Abstract Monte Carlo simulations (MCS) play a key role in medical applications, both for imaging and radiotherapy by accurately modelling the different physical processes and interactions between particles and matter. However, MCS are also associated with long execution times, which is one of the major issues preventing their use in routine clinical practice for both image reconstruction and dosimetry applications. Within with context we are developing methods to speed-up and parallelize MCS, especially using GPU. Results from the MCS need different levels of precision according the target applications. In addition, precision is also depending of the algorithms used inside the MCS core engine to ensure physics calculation and particle propagation. This presentation will talk about the different needs of computing precision in medical physics applications. We will discuss the advantage and the inconvenient to have multiple or a single level of precision within the same simulation software.

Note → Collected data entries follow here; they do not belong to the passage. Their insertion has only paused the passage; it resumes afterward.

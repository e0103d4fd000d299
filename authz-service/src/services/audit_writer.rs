//! Background audit persistence.
//!
//! The request path only enqueues records onto a bounded channel; a single
//! background task drains it and writes to the store. A full queue drops the
//! record with a warning rather than blocking or buffering without bound,
//! and an insert failure is logged but never surfaces to any request.

use std::sync::Arc;
use tokio::sync::mpsc;
use tokio::task::JoinHandle;

use crate::models::AuditLog;
use crate::services::database::AuthzStore;
use crate::services::security_events::{SecurityEvent, SecurityEventKind, SecurityEventLogger};

#[derive(Clone)]
pub struct AuditWriter {
    tx: mpsc::Sender<AuditLog>,
    events: SecurityEventLogger,
}

impl AuditWriter {
    /// Spawns the writer task. The task ends once every handle has been
    /// dropped and the queue has drained, so records already enqueued are
    /// written even when the originating request is long gone.
    pub fn spawn(
        store: Arc<dyn AuthzStore>,
        events: SecurityEventLogger,
        queue_capacity: usize,
    ) -> (Self, JoinHandle<()>) {
        let (tx, mut rx) = mpsc::channel::<AuditLog>(queue_capacity);

        let worker_events = events.clone();
        let handle = tokio::spawn(async move {
            while let Some(record) = rx.recv().await {
                if let Err(e) = store.insert_audit_log(&record).await {
                    tracing::error!(
                        error = %e,
                        operation = %record.operation,
                        entity_type = %record.entity_type,
                        "failed to persist audit record"
                    );
                    worker_events.log(
                        SecurityEventKind::AuditWriteFailed,
                        SecurityEvent::new()
                            .user_id(record.user_id)
                            .reason(e.to_string())
                            .path(record.request_path.clone())
                            .method(record.request_method.clone()),
                    );
                }
            }
            tracing::info!("audit writer drained and stopped");
        });

        (Self { tx, events }, handle)
    }

    /// Non-blocking enqueue. Dropping on a full queue is the backpressure
    /// policy: audit durability is best-effort and must not add latency to
    /// the request path.
    pub fn enqueue(&self, record: AuditLog) {
        if let Err(err) = self.tx.try_send(record) {
            let record = match err {
                mpsc::error::TrySendError::Full(r) => {
                    tracing::warn!(
                        operation = %r.operation,
                        entity_type = %r.entity_type,
                        "audit queue full, dropping record"
                    );
                    r
                }
                mpsc::error::TrySendError::Closed(r) => {
                    tracing::error!(
                        operation = %r.operation,
                        "audit writer stopped, dropping record"
                    );
                    r
                }
            };
            self.events.log(
                SecurityEventKind::AuditWriteFailed,
                SecurityEvent::new()
                    .user_id(record.user_id)
                    .reason("audit record dropped before persistence")
                    .path(record.request_path)
                    .method(record.request_method),
            );
        }
    }
}

#[cfg(test)]
mod tests {
    use super::*;
    use crate::models::{
        AuditLog, MemberRow, OperationKind, OrgAccessRow, Organization, OrgMembership, Role, User,
    };
    use crate::services::database::AuditLogFilter;
    use async_trait::async_trait;
    use service_core::error::AppError;
    use std::sync::Mutex;
    use std::time::Duration;
    use uuid::Uuid;

    /// Store that records inserted audit rows; optionally fails every
    /// insert.
    struct RecordingStore {
        records: Mutex<Vec<AuditLog>>,
        fail_inserts: bool,
    }

    impl RecordingStore {
        fn new(fail_inserts: bool) -> Self {
            Self {
                records: Mutex::new(vec![]),
                fail_inserts,
            }
        }
    }

    #[async_trait]
    impl AuthzStore for RecordingStore {
        async fn health_check(&self) -> Result<(), AppError> {
            Ok(())
        }
        async fn find_user_by_id(&self, _user_id: Uuid) -> Result<Option<User>, AppError> {
            Ok(None)
        }
        async fn find_organization_by_id(
            &self,
            _organization_id: Uuid,
        ) -> Result<Option<Organization>, AppError> {
            Ok(None)
        }
        async fn find_org_access(
            &self,
            _organization_id: Uuid,
            _user_id: Uuid,
        ) -> Result<Option<OrgAccessRow>, AppError> {
            Ok(None)
        }
        async fn create_organization(
            &self,
            _org: &Organization,
            _owner_id: Uuid,
        ) -> Result<(), AppError> {
            Ok(())
        }
        async fn upsert_membership(
            &self,
            _user_id: Uuid,
            _organization_id: Uuid,
            _role: Role,
            _invited_by: Option<Uuid>,
        ) -> Result<OrgMembership, AppError> {
            Err(AppError::InternalError(anyhow::anyhow!("unused")))
        }
        async fn find_membership(
            &self,
            _user_id: Uuid,
            _organization_id: Uuid,
        ) -> Result<Option<OrgMembership>, AppError> {
            Ok(None)
        }
        async fn deactivate_membership(
            &self,
            _user_id: Uuid,
            _organization_id: Uuid,
        ) -> Result<bool, AppError> {
            Ok(false)
        }
        async fn list_members(&self, _organization_id: Uuid) -> Result<Vec<MemberRow>, AppError> {
            Ok(vec![])
        }
        async fn insert_audit_log(&self, record: &AuditLog) -> Result<(), AppError> {
            if self.fail_inserts {
                return Err(AppError::DatabaseError(anyhow::anyhow!("disk full")));
            }
            self.records.lock().unwrap().push(record.clone());
            Ok(())
        }
        async fn list_audit_logs(
            &self,
            _organization_id: Uuid,
            _filter: &AuditLogFilter,
        ) -> Result<(Vec<AuditLog>, i64), AppError> {
            Ok((vec![], 0))
        }
    }

    fn record(path: &str) -> AuditLog {
        AuditLog::new(
            Uuid::new_v4(),
            None,
            OperationKind::Delete,
            "order",
            Some("5".to_string()),
            "DELETE",
            path,
            200,
            "127.0.0.1",
            None,
            None,
        )
    }

    #[tokio::test]
    async fn enqueued_records_are_persisted_after_writer_drains() {
        let store = Arc::new(RecordingStore::new(false));
        let (writer, handle) =
            AuditWriter::spawn(store.clone(), SecurityEventLogger::new(), 16);

        writer.enqueue(record("/orders/1"));
        writer.enqueue(record("/orders/2"));
        drop(writer);

        handle.await.unwrap();
        let records = store.records.lock().unwrap();
        assert_eq!(records.len(), 2);
    }

    #[tokio::test]
    async fn insert_failure_does_not_stop_the_writer() {
        let store = Arc::new(RecordingStore::new(true));
        let (writer, handle) =
            AuditWriter::spawn(store.clone(), SecurityEventLogger::new(), 16);

        writer.enqueue(record("/orders/1"));
        writer.enqueue(record("/orders/2"));
        drop(writer);

        // Worker must survive both failed inserts and terminate cleanly.
        tokio::time::timeout(Duration::from_secs(5), handle)
            .await
            .expect("writer task hung")
            .unwrap();
        assert!(store.records.lock().unwrap().is_empty());
    }

    #[tokio::test]
    async fn full_queue_drops_instead_of_blocking() {
        // A closed channel exercises the same non-blocking drop path
        // without racing the worker.
        let store = Arc::new(RecordingStore::new(false));
        let (writer, handle) = AuditWriter::spawn(store, SecurityEventLogger::new(), 1);
        handle.abort();
        let _ = handle.await;

        // Must return immediately even though nothing will consume it.
        writer.enqueue(record("/orders/1"));
        writer.enqueue(record("/orders/2"));
    }
}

Bio J. Bert received a Ph.D. in control engineering in 2007, and a Habilitation to conduct researches (HDR) in health technologies in 2018. He holds a permanent research scientist position at the Brest Regional University Hospital and he is member of the LaTIM – INSERM UMR1101. His main research interest is in image-guided therapy especially in medical physics. This include medical applications in external beam and intra-operative radiotherapy and also in X-ray guided interventional radiology. Within this context, he is leading a research group of 20 peoples. A group that is implicated in several national and European research projects, working on multidisciplinary domains: treatment planning system, Monte-Carlo simulation, image processing, robotics, computer-vision and virtual reality

Précision pour la QCD (librairie Quda de Nvidia)  (15″)
Mathias Wagner (Nvidia)

Precision auto-tuning and control of accuracy in high performance simulations (20″)
Fabienne Jézéquel (Panthéon-Assas University)

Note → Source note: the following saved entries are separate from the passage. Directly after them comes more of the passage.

pub mod security_headers;
pub mod tracing;
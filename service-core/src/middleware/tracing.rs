use axum::extract::ConnectInfo;
use axum::http::HeaderValue;
use axum::{extract::Request, middleware::Next, response::Response};
use std::net::SocketAddr;
use uuid::Uuid;

pub const REQUEST_ID_HEADER: &str = "x-request-id";

/// Request-scoped metadata captured once and threaded through extensions.
///
/// The request id doubles as the correlation id on every authorization
/// decision and audit record emitted while handling the request.
#[derive(Debug, Clone)]
pub struct RequestContext {
    pub request_id: String,
    pub method: String,
    pub path: String,
    pub query: Option<String>,
    pub ip_address: String,
    pub user_agent: Option<String>,
}

impl RequestContext {
    fn from_request(request_id: String, req: &Request) -> Self {
        let ip_address = req
            .headers()
            .get("x-forwarded-for")
            .and_then(|h| h.to_str().ok())
            .and_then(|v| v.split(',').next())
            .map(|s| s.trim().to_string())
            .or_else(|| {
                req.extensions()
                    .get::<ConnectInfo<SocketAddr>>()
                    .map(|ci| ci.0.ip().to_string())
            })
            .unwrap_or_else(|| "unknown".to_string());

        let user_agent = req
            .headers()
            .get(axum::http::header::USER_AGENT)
            .and_then(|h| h.to_str().ok())
            .map(|s| s.to_string());

        Self {
            request_id,
            method: req.method().to_string(),
            path: req.uri().path().to_string(),
            query: req.uri().query().map(|q| q.to_string()),
            ip_address,
            user_agent,
        }
    }
}

/// Assigns a request id (honoring an inbound `x-request-id`), captures the
/// request metadata into a [`RequestContext`] extension, and echoes the id
/// back on the response.
pub async fn request_context_middleware(mut req: Request, next: Next) -> Response {
    let request_id = req
        .headers()
        .get(REQUEST_ID_HEADER)
        .and_then(|h| h.to_str().ok())
        .map(|s| s.to_string())
        .unwrap_or_else(|| Uuid::new_v4().to_string());

    if let Ok(header_value) = HeaderValue::from_str(&request_id) {
        req.headers_mut().insert(REQUEST_ID_HEADER, header_value);
    }

    let context = RequestContext::from_request(request_id.clone(), &req);
    req.extensions_mut().insert(context);

    let mut response = next.run(req).await;

    if let Ok(header_value) = HeaderValue::from_str(&request_id) {
        response
            .headers_mut()
            .insert(REQUEST_ID_HEADER, header_value);
    }

    response
}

Abstract In the context of high performance computing, new architectures, becoming more and more parallel, offer higher floating-point computing power. Thus, the size of the problems considered (and with it, the number of operations) increases, becoming a possible cause for increased uncertainty. As such, estimating the reliability of a result at a reasonable cost is of major importance for numerical software.

In this talk we present an overview of different approaches for accuracy analysis (guaranteed or probabilistic ones) and the related software. We also describe methods to improve the results accuracy. We present the principles of Discrete Stochastic Arithmetic (DSA) that enables one to estimate rounding errors in simulation codes. DSA can be used to control the accuracy of programs in half, single, double and/or quadruple precision via the CADNA library, and also in arbitrary precision via the SAM library. Thanks to DSA, the accuracy estimation and the detection of numerical instabilities can be performed in parallel codes on CPU and on GPU. Most numerical simulations are performed in double precision, and this can be costly in terms of computing time, memory transfer and energy consumption. We present tools for floating-point auto-tuning that aim at reducing the numerical formats used in simulation programs

Bio Fabienne Jézéquel is Associate Professor in Computer Science in Panthéon-Assas University in Paris, France. She leads the PEQUAN (PErformance and QUality of Algorithms for Numerical applications) team in the Computer Science Laboratory LIP6 of Sorbonne University in Paris. She received from Pierre-and-Marie Curie University in Paris a PhD in 1996 and an HDR (Habilitation à Diriger des Recherches) in 2005. Her work is centered around designing efficient and reliable numerical algorithms on various parallel architectures. She is particularly interested in optimizing convergence criteria of iterative algorithms by taking into account rounding errors.